The first thing you need to do is understand your risk. Not everyone needs extra fluoride; fluoride is added to many water sources and is found naturally in others. Many people will simply purchase an over the counter toothpaste with fluoride added but others might need extra fluoride which can be administered at your dentist’s office. Fluoride that is applied topically is much more effective than fluoride that is ingested, ask your dentist about topical fluoride as opposed to supplements.Fluoride Alternatives

Teeth that have just formed have more capacity to take in fluoride and are also at a higher risk for decay.

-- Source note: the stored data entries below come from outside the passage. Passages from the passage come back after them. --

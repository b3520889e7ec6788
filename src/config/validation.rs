//! Configuration validation.
//!
//! # Responsibilities
//! - Semantic validation (serde handles syntactic)
//! - Validate value ranges (timeouts > 0, addresses parse)
//! - Check the route mount prefix shape
//!
//! # Design Decisions
//! - Returns all validation errors, not just first
//! - Validation is pure function: SandboxConfig → Result<(), Vec<ValidationError>>
//! - Runs before config is accepted into the system

use std::net::SocketAddr;
use thiserror::Error;

use crate::config::schema::SandboxConfig;

const LOG_LEVELS: [&str; 5] = ["trace", "debug", "info", "warn", "error"];

/// A single semantic problem found in a configuration.
#[derive(Debug, Clone, PartialEq, Eq, Error)]
pub enum ValidationError {
    #[error("{field}: '{value}' is not a valid socket address")]
    InvalidAddress { field: &'static str, value: String },

    #[error("{0} must be greater than zero")]
    Zero(&'static str),

    #[error("{0} must not be empty")]
    Empty(&'static str),

    #[error("routing.mount_prefix '{0}' must start with '/' and must not end with '/'")]
    MountPrefix(String),

    #[error("observability.log_level '{0}' is not one of trace, debug, info, warn, error")]
    LogLevel(String),
}

/// Check a loaded configuration, collecting every problem.
pub fn validate_config(config: &SandboxConfig) -> Result<(), Vec<ValidationError>> {
    let mut errors = Vec::new();

    check_address(
        &mut errors,
        "listener.bind_address",
        &config.listener.bind_address,
    );
    if config.observability.metrics_enabled {
        check_address(
            &mut errors,
            "observability.metrics_address",
            &config.observability.metrics_address,
        );
    }

    if config.listener.max_connections == 0 {
        errors.push(ValidationError::Zero("listener.max_connections"));
    }
    if config.timeouts.request_secs == 0 {
        errors.push(ValidationError::Zero("timeouts.request_secs"));
    }
    if config.limits.max_body_size == 0 {
        errors.push(ValidationError::Zero("limits.max_body_size"));
    }
    if config.auth.nonce_ttl_secs == 0 {
        errors.push(ValidationError::Zero("auth.nonce_ttl_secs"));
    }

    if config.auth.username.is_empty() {
        errors.push(ValidationError::Empty("auth.username"));
    }
    if config.auth.realm.is_empty() {
        errors.push(ValidationError::Empty("auth.realm"));
    }

    let prefix = &config.routing.mount_prefix;
    if !prefix.is_empty() && (!prefix.starts_with('/') || prefix.ends_with('/')) {
        errors.push(ValidationError::MountPrefix(prefix.clone()));
    }

    let level = config.observability.log_level.to_ascii_lowercase();
    if !LOG_LEVELS.contains(&level.as_str()) {
        errors.push(ValidationError::LogLevel(
            config.observability.log_level.clone(),
        ));
    }

    if errors.is_empty() {
        Ok(())
    } else {
        Err(errors)
    }
}

fn check_address(errors: &mut Vec<ValidationError>, field: &'static str, value: &str) {
    if value.parse::<SocketAddr>().is_err() {
        errors.push(ValidationError::InvalidAddress {
            field,
            value: value.to_string(),
        });
    }
}
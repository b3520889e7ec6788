//! HTTP protocol handling subsystem.
//!
//! # Data Flow
//! ```text
//! TCP connection
//!     → server.rs (Axum setup, middleware stack)
//!     → request.rs (request ID)
//!     → limits.rs (concurrency slot)
//!     → routing::Router::resolve → handlers::invoke
//!     → response.rs (text / JSON bodies)
//!     → Send to client
//! ```

pub mod limits;
pub mod request;
pub mod response;
pub mod server;

pub use request::{request_id, UuidRequestId, X_REQUEST_ID};
pub use server::{AppState, HttpServer, ServerError};
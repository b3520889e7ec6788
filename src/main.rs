//! HTTP sandbox server.
//!
//! Serves a fixed table of diagnostic endpoints (hello, echo, request and
//! upload dumps, Basic and Digest protected hello) under the root namespace
//! and a `/playground/` copy of it.
//!
//! ```text
//!     Client ──▶ middleware stack ──▶ Router::resolve ──▶ handlers::invoke
//!                (request id, trace,     (first anchored      (hello, echo,
//!                 timeout, limits)        prefix match)        dumps, auth)
//! ```

use std::path::PathBuf;

use clap::Parser;
use tokio::net::TcpListener;

use sandbox_server::config::{self, LogFormat, SandboxConfig};
use sandbox_server::lifecycle::{signals, Shutdown};
use sandbox_server::observability::{init_logging, metrics};
use sandbox_server::HttpServer;

#[derive(Parser, Debug)]
#[command(name = "sandbox-server")]
#[command(about = "HTTP sandbox with diagnostic endpoints", long_about = None)]
struct Args {
    /// Path to a TOML configuration file
    #[arg(short, long)]
    config: Option<PathBuf>,

    /// Override listener.bind_address
    #[arg(short, long)]
    bind: Option<String>,

    /// Override observability.log_format (pretty or json)
    #[arg(long)]
    log_format: Option<LogFormat>,
}

fn resolve_config(args: &Args) -> Result<SandboxConfig, config::ConfigError> {
    let mut config = match &args.config {
        Some(path) => config::load_config(path)?,
        None => SandboxConfig::default(),
    };

    if let Some(bind) = &args.bind {
        config.listener.bind_address = bind.clone();
    }
    if let Some(format) = args.log_format {
        config.observability.log_format = format;
    }

    config::validate_config(&config).map_err(config::ConfigError::Validation)?;
    Ok(config)
}

#[tokio::main]
async fn main() -> Result<(), Box<dyn std::error::Error>> {
    let args = Args::parse();
    let config = resolve_config(&args)?;

    init_logging(&config.observability)?;
    tracing::info!("sandbox-server v{} starting", env!("CARGO_PKG_VERSION"));

    tracing::info!(
        bind_address = %config.listener.bind_address,
        max_connections = config.listener.max_connections,
        request_timeout_secs = config.timeouts.request_secs,
        mount_prefix = %config.routing.mount_prefix,
        "Configuration loaded"
    );

    if config.observability.metrics_enabled {
        let addr = config.observability.metrics_address.parse()?;
        metrics::init_metrics(addr)?;
    }

    let listener = TcpListener::bind(&config.listener.bind_address).await?;
    tracing::info!(address = %listener.local_addr()?, "Listening for connections");

    let shutdown = Shutdown::new();
    let receiver = shutdown.subscribe();
    signals::spawn_signal_listener(shutdown.clone());

    let server = HttpServer::new(config)?;
    server.run(listener, receiver).await?;

    tracing::info!("Shutdown complete");
    Ok(())
}
//! Diagnostic handlers.
//!
//! # Data Flow
//! ```text
//! Route (resolved by routing::Router)
//!     → invoke(endpoint)
//!     → hello / echo / meta / upload, or auth check then hello
//!     → Response, or DispatchError for the server to render
//! ```
//!
//! # Design Decisions
//! - Handlers hold no state between requests
//! - Only the request body is read; nothing is written anywhere

pub mod echo;
pub mod hello;
pub mod meta;
pub mod upload;

use std::error::Error as StdError;

use axum::body::{Body, Bytes};
use axum::http::Request;
use axum::response::Response;
use http_body_util::LengthLimitError;

use crate::error::DispatchError;
use crate::http::server::AppState;
use crate::routing::Endpoint;

/// Run the handler for `endpoint`.
pub async fn invoke(
    endpoint: Endpoint,
    state: &AppState,
    request: Request<Body>,
) -> Result<Response, DispatchError> {
    match endpoint {
        Endpoint::Hello => Ok(hello::hello(&state.greeting)),
        Endpoint::Echo => echo::echo(request, state.max_body_size, state.max_delay).await,
        Endpoint::DumpMeta => {
            let (parts, _body) = request.into_parts();
            Ok(meta::dumpmeta(&parts))
        }
        Endpoint::DumpUpload => upload::dumpupload(request, state.max_body_size).await,
        Endpoint::HelloWithBasicAuth => {
            state.auth.check_basic(request.headers())?;
            Ok(hello::hello(&state.greeting))
        }
        Endpoint::HelloWithDigestAuth => {
            state
                .auth
                .check_digest(request.method(), request.uri(), request.headers())?;
            Ok(hello::hello(&state.greeting))
        }
    }
}

/// Buffer `body`, failing with 413 once it passes `limit` bytes.
pub async fn read_body(body: Body, limit: usize) -> Result<Bytes, DispatchError> {
    axum::body::to_bytes(body, limit)
        .await
        .map_err(|e| body_error(&e, limit))
}

/// Map a body read failure, telling length limits apart from broken streams.
pub fn body_error(err: &(dyn StdError + 'static), limit: usize) -> DispatchError {
    if exceeds_limit(err) {
        tracing::debug!(limit, "Request body over limit");
        DispatchError::PayloadTooLarge { limit }
    } else {
        DispatchError::bad_request(format!("unreadable body: {err}"))
    }
}

fn exceeds_limit(err: &(dyn StdError + 'static)) -> bool {
    let mut current = Some(err);
    while let Some(err) = current {
        if err.is::<LengthLimitError>() {
            return true;
        }
        current = err.source();
    }
    false
}
use std::path::PathBuf;

use clap::{Parser, Subcommand};
use reqwest::header::CONTENT_TYPE;
use reqwest::multipart::{Form, Part};
use serde_json::Value;

use sandbox_server::routing::Router;

#[derive(Parser)]
#[command(name = "sandbox-cli")]
#[command(about = "Client for the HTTP sandbox endpoints", long_about = None)]
struct Cli {
    #[arg(short, long, default_value = "http://localhost:8000")]
    url: String,

    /// Namespace to call, e.g. "/playground/"
    #[arg(short, long, default_value = "/")]
    namespace: String,

    #[command(subcommand)]
    command: Commands,
}

#[derive(Subcommand)]
enum Commands {
    /// Fetch the greeting
    Hello,
    /// Send a body (or query options) to the echo endpoint
    Echo {
        /// Request body to reflect
        #[arg(short, long)]
        body: Option<String>,
        /// Response status code to ask for
        #[arg(long)]
        code: Option<u16>,
        /// Response content instead of the body
        #[arg(long)]
        content: Option<String>,
        /// Extra response header, "Name: Value"
        #[arg(long)]
        header: Option<String>,
    },
    /// Show what the server saw of this request
    Meta,
    /// Upload files and list what the server received
    Upload {
        files: Vec<PathBuf>,
    },
    /// Call the Basic-protected hello
    BasicAuth {
        #[arg(long, default_value = "test")]
        user: String,
        #[arg(long, default_value = "12345")]
        password: String,
    },
    /// Print the route table for a mount prefix
    Routes {
        #[arg(long, default_value = "")]
        mount_prefix: String,
    },
}

fn endpoint_url(base: &str, namespace: &str, slug: &str) -> String {
    let namespace = namespace.trim_matches('/');
    if namespace.is_empty() {
        format!("{}/{slug}/", base.trim_end_matches('/'))
    } else {
        format!("{}/{namespace}/{slug}/", base.trim_end_matches('/'))
    }
}

#[tokio::main]
async fn main() -> Result<(), Box<dyn std::error::Error>> {
    let cli = Cli::parse();
    let client = reqwest::Client::new();
    let url = |slug: &str| endpoint_url(&cli.url, &cli.namespace, slug);

    match cli.command {
        Commands::Hello => {
            let res = client.get(url("hello")).send().await?;
            print_response(res).await?;
        }
        Commands::Echo {
            body,
            code,
            content,
            header,
        } => {
            let mut query = Vec::new();
            if let Some(code) = code {
                query.push(("code", code.to_string()));
            }
            if let Some(content) = content {
                query.push(("content", content));
            }
            if let Some(header) = header {
                query.push(("header", header));
            }
            let res = client
                .post(url("echo"))
                .query(&query)
                .body(body.unwrap_or_default())
                .send()
                .await?;
            print_response(res).await?;
        }
        Commands::Meta => {
            let res = client.get(url("dumpmeta")).send().await?;
            print_response(res).await?;
        }
        Commands::Upload { files } => {
            let mut form = Form::new();
            for path in files {
                let data = tokio::fs::read(&path).await?;
                let name = path
                    .file_name()
                    .map(|n| n.to_string_lossy().into_owned())
                    .unwrap_or_else(|| "upload".to_string());
                form = form.part("file", Part::bytes(data).file_name(name));
            }
            let res = client.post(url("dumpupload")).multipart(form).send().await?;
            print_response(res).await?;
        }
        Commands::BasicAuth { user, password } => {
            let res = client
                .get(url("hello_with_basic_auth"))
                .basic_auth(user, Some(password))
                .send()
                .await?;
            print_response(res).await?;
        }
        Commands::Routes { mount_prefix } => {
            let router = Router::sandbox(&mount_prefix)?;
            for route in router.routes() {
                println!("{:<40} {}", route.pattern(), route.name());
            }
        }
    }

    Ok(())
}

async fn print_response(res: reqwest::Response) -> Result<(), Box<dyn std::error::Error>> {
    let status = res.status();
    let is_json = res
        .headers()
        .get(CONTENT_TYPE)
        .and_then(|v| v.to_str().ok())
        .is_some_and(|ct| ct.starts_with("application/json"));

    if !status.is_success() {
        eprintln!("Error: sandbox returned status {}", status);
        if let Some(challenge) = res.headers().get(reqwest::header::WWW_AUTHENTICATE) {
            eprintln!("Challenge: {}", challenge.to_str().unwrap_or("<binary>"));
        }
        if let Ok(text) = res.text().await {
            eprintln!("Response: {}", text);
        }
        return Ok(());
    }

    if is_json {
        let json: Value = res.json().await?;
        println!("{}", serde_json::to_string_pretty(&json)?);
    } else {
        println!("{}", res.text().await?);
    }
    Ok(())
}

There are several ways to apply fluoride:

Fluoride Foam:

With this method, your dentist or hygienist will place fluoride foam in a soft disposable tray that fits directly over your teeth. You hold it on your teeth for about a minute, then spit out the rest and ; just be sure not to eat or drink for 30 minutes!

Sometimes fluoride foam is not recommended for individuals with white fillings or crowns.

Fluoride Varnish

A fluoride varnish is a more concentrated sticky gel which gets coated onto the teeth. The varnish sticks to the teeth for several hours, releasing the fluoride over time. You can eat and drink with the varnish on which make this a great choice for small children.

Non-Fluoride Alternatives

For people who want to cut out fluoride entirely, there are alternatives that can accomplish the same goals. Limited evidence has shown that non-sugar sweeteners like xylitol can reduce decay. There are gums, mints, and hard candies which contain this sugar alternative. Xylitol should be in the first three ingredients when picking out a good product.

Additionally, some dental offices offer a varnish containing chlorhexidine and thymol, both of which have been shown to reduce decay by limiting bacteria.